This morning I have decided to continue with my analysis on fear. I think it’s important because we are truly living in fearful days and even I, as I type this am tempted to hide under the covers all day in the hope that I will wake up and the world won’t be as disastrous as it is at the moment. But we all know that hiding does nothing, it just creates more fear of the unknown.
Fear is debilitating, we know that. It can cause us to do things, say things, and make decisions based on it, that could otherwise ruin our lives. But you know what else fear is? Fear is selfish. Fear only thinks about how things would “feel” like to you for the majority of the time. I have spoken with people who are afraid to do things, or reach out to others and what they say is always so similar: “I’m just afraid that I…”, “I’m just afraid that they will tell me“, “I am afraid that I will fail” but see for that moment, when those first words are uttered there is no instant when they think about the things on the other side of their fears. They don’t think about the people who will be blessed if they reach out to them, they don’t think about how much the world can gain from you trying, and sometimes they don’t care about the feelings of the other person, who just wanted them to give them a chance. Fear becomes more important, because fear focuses on terrorizing you. It’s a battle with yourself, and it becomes entertaining to wallow in the self-pity of everything you’re afraid of. Often times those same people are the ones that hide behind multiple excuses. They are somehow eternally “not ready” for whatever it is. Fear makes you think you have to be ready, when reality shows you that no one else is. What is being ready? I like to look at the dictionary for answers sometimes:
I like both definitions included in these, but what I do consider is that very rarely do you find both in combination. You can be suitably prepared for action, you can be equipped, prepared, primed, organized all of that stuff, but strongly lacking the will and mood. You can have the willingness, you can feel that you are inclined, that you are pleased, but be completely lacking in the proper organization. This applies to almost everything in life. Even with something as big as parenting. I don’t have any kids and I’m no expert on how people feel when they’re going to have them or anything, but I have seen, spoken to, and asked a lot of couples about their feelings when they’re about to have kids, and the battle of fear is always evident. One of the parents may be ready in the organization and ‘suitable state’ area, while the other feels that they are emotionally willing, happy and pleased to delve into parenthood. But usually, they don’t match up on everything perfectly. Although the mother may be ready to dive into the strong loving emotions of motherhood and nurturing, she may not be physically ready to handle sleepless nights and lack of time for herself. Although the father may feel organized and prepared financially, he may not know how he will feel when the child arrives and constantly needs attention, or how it could affect their relationship as a couple, etc. The conclusion I’ve drawn is that no one is ever ready. Not fully ready.

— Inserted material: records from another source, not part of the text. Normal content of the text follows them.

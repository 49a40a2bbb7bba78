use std::{collections::HashMap, sync::Arc};

use axum::{
    extract::{Extension, Query, State},
    http::StatusCode,
    response::IntoResponse,
    Json,
};
use serde::{Deserialize, Serialize};
use serde_json::{json, Value};

use crate::{
    extractors::LenientJson,
    middlewares::auth::{BearerToken, JwtClaims},
    models::{
        learning_path::{LearningPath, UserLearningPathRow},
        progress::{ModuleCompletionSummary, SectionStatusSummary},
    },
    services::{
        backend_api::refresh_initiated, identifier_resolver::normalize_requested_ids,
        learning_path_service::GenerateOutcome, lecture_progress_service::LectureProgressFilter,
        store::StoreError, AppState,
    },
};

#[derive(Debug, Default, Deserialize)]
#[serde(rename_all = "camelCase")]
pub(crate) struct ModuleStatusRequest {
    #[serde(default)]
    module_ids: Vec<Value>,
}

#[derive(Debug, Serialize)]
pub(crate) struct ModuleStatusResponse {
    statuses: HashMap<String, ModuleCompletionSummary>,
}

#[derive(Debug, Default, Deserialize)]
#[serde(rename_all = "camelCase")]
pub(crate) struct SectionStatusRequest {
    #[serde(default)]
    section_ids: Vec<Value>,
}

#[derive(Debug, Serialize)]
pub(crate) struct SectionStatusResponse {
    statuses: HashMap<String, SectionStatusSummary>,
}

#[derive(Debug, Serialize)]
#[serde(rename_all = "camelCase")]
pub(crate) struct WatchedLecturesResponse {
    watched_lecture_ids: Vec<String>,
}

#[derive(Debug, Default, Deserialize)]
pub(crate) struct GenerateParams {
    refresh: Option<String>,
}

impl GenerateParams {
    fn refresh(&self) -> bool {
        self.refresh.as_deref() == Some("true")
    }
}

pub(crate) async fn module_status(
    State(state): State<Arc<AppState>>,
    Extension(claims): Extension<JwtClaims>,
    LenientJson(request): LenientJson<ModuleStatusRequest>,
) -> Result<Json<ModuleStatusResponse>, ApiError> {
    let requested = normalize_requested_ids(&request.module_ids);
    let statuses = state
        .module_statuses()
        .load_statuses(&claims.sub, requested)
        .await
        .map_err(|err| ApiError::store("module status", err))?;

    Ok(Json(ModuleStatusResponse { statuses }))
}

pub(crate) async fn section_status(
    State(state): State<Arc<AppState>>,
    Extension(claims): Extension<JwtClaims>,
    LenientJson(request): LenientJson<SectionStatusRequest>,
) -> Result<Json<SectionStatusResponse>, ApiError> {
    let section_ids = normalize_requested_ids(&request.section_ids);
    let statuses = state
        .section_statuses()
        .load_statuses(&claims.sub, section_ids)
        .await
        .map_err(|err| ApiError::store("section status", err))?;

    Ok(Json(SectionStatusResponse { statuses }))
}

pub(crate) async fn generate(
    State(state): State<Arc<AppState>>,
    Extension(claims): Extension<JwtClaims>,
    Query(params): Query<GenerateParams>,
) -> Result<(StatusCode, Json<UserLearningPathRow>), ApiError> {
    let (row, outcome) = state
        .learning_paths()
        .generate(&claims.sub, params.refresh())
        .await
        .map_err(|err| ApiError::store("learning path generation", err))?;

    let status = match outcome {
        GenerateOutcome::Created => StatusCode::CREATED,
        GenerateOutcome::Existing | GenerateOutcome::Refreshed => StatusCode::OK,
    };
    Ok((status, Json(row)))
}

pub(crate) async fn my_learning_path(
    State(state): State<Arc<AppState>>,
    Extension(claims): Extension<JwtClaims>,
) -> Result<Json<LearningPath>, ApiError> {
    state
        .learning_paths()
        .load_for_learner(&claims.sub)
        .await
        .map_err(|err| ApiError::store("learning path lookup", err))?
        .map(Json)
        .ok_or_else(|| ApiError::not_found("No courses assigned to the user"))
}

pub(crate) async fn watched_lectures(
    State(state): State<Arc<AppState>>,
    Extension(claims): Extension<JwtClaims>,
    Query(filter): Query<LectureProgressFilter>,
) -> Result<Json<WatchedLecturesResponse>, ApiError> {
    let watched_lecture_ids = state
        .lecture_progress()
        .watched_lecture_ids(&claims.sub, &filter)
        .await
        .map_err(|err| {
            tracing::error!(user_id = %claims.sub, "Failed to fetch lecture progress: {}", err);
            ApiError::Internal("Failed to fetch lecture progress".to_string())
        })?;

    Ok(Json(WatchedLecturesResponse {
        watched_lecture_ids,
    }))
}

/// Relays a refresh request to the backend API; never fails on its account.
pub(crate) async fn refresh(
    State(state): State<Arc<AppState>>,
    Extension(claims): Extension<JwtClaims>,
    Extension(BearerToken(token)): Extension<BearerToken>,
) -> Json<Value> {
    tracing::info!(user_id = %claims.sub, "Refreshing learning path via backend");

    match state.backend.refresh_learning_path(&token).await {
        Ok(body) => Json(body),
        Err(err) => {
            tracing::warn!(user_id = %claims.sub, "Backend refresh unavailable: {:#}", err);
            Json(refresh_initiated())
        }
    }
}

#[derive(Debug)]
pub(crate) enum ApiError {
    NotFound(String),
    Internal(String),
}

impl ApiError {
    fn not_found(message: impl Into<String>) -> Self {
        ApiError::NotFound(message.into())
    }

    fn store(operation: &str, err: StoreError) -> Self {
        tracing::error!(operation = operation, "Store failure: {}", err);
        ApiError::Internal(err.to_string())
    }
}

impl IntoResponse for ApiError {
    fn into_response(self) -> axum::response::Response {
        let (status, message) = match self {
            ApiError::NotFound(message) => (StatusCode::NOT_FOUND, message),
            ApiError::Internal(message) => (StatusCode::INTERNAL_SERVER_ERROR, message),
        };

        (status, Json(json!({ "error": message }))).into_response()
    }
}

Fear plays the biggest part in this, because once again, all of the things that make us not feel ready make us fear. Fear that we are not good enough, that we are just not enough, and it’s a lie that if we buy into now, we will buy into for the rest of our lives, and as a consequence, we will do very little with ourselves. Think about it like this, many people are afraid to go on a mission to help someone, and most of the time it’s because they feel inadequate. But do you think you will be inadequate to the person who is receiving any kind of help from you? Do you think someone in need will look at you and say: “sorry, you’re not good enough to be giving me food and shelter, I need someone better.” These are all lies that we believe and they make us selfish. Sometimes our fear of getting hurt makes us even the most selfish. I’ve been more hurt by people who are afraid of getting hurt than anything else. Because having fear makes you do stupid things, and make stupid decisions. I have had people push me away for fear that I would hurt them, but see, they were so concentrated on “protecting” themselves that they didn’t see how much they were hurting me. They were so keen on looking to themselves and their lack of “readiness” that they didn’t see anyone else in the picture, fear (once again) makes us selfish.
I don’t know what you’re afraid of today, I’m afraid of all sorts of things. But one thing I have been taught by my mother is always to do things afraid. I do things afraid, I do them anyways, because you know what you do have to fear? Is losing chances, and the fact that life is really too short. There are a lot of fears I have yet to conquer, but what I do strive for, is not to be so fearful that I only think of myself, that I end up hurting other people in the process. Don’t cease to make important life decisions because you are afraid (you will always be afraid) even after you make them, you will probably still be a little afraid, but you will have made a choice. Don’t push people away because you are afraid that they will hurt you, by doing that you will hurt them, and as life will have it, it will hurt you making your fears a reality. Fear is selfish, and as long as you live your life fearing what will happen to you, you will never think about what could happen to others.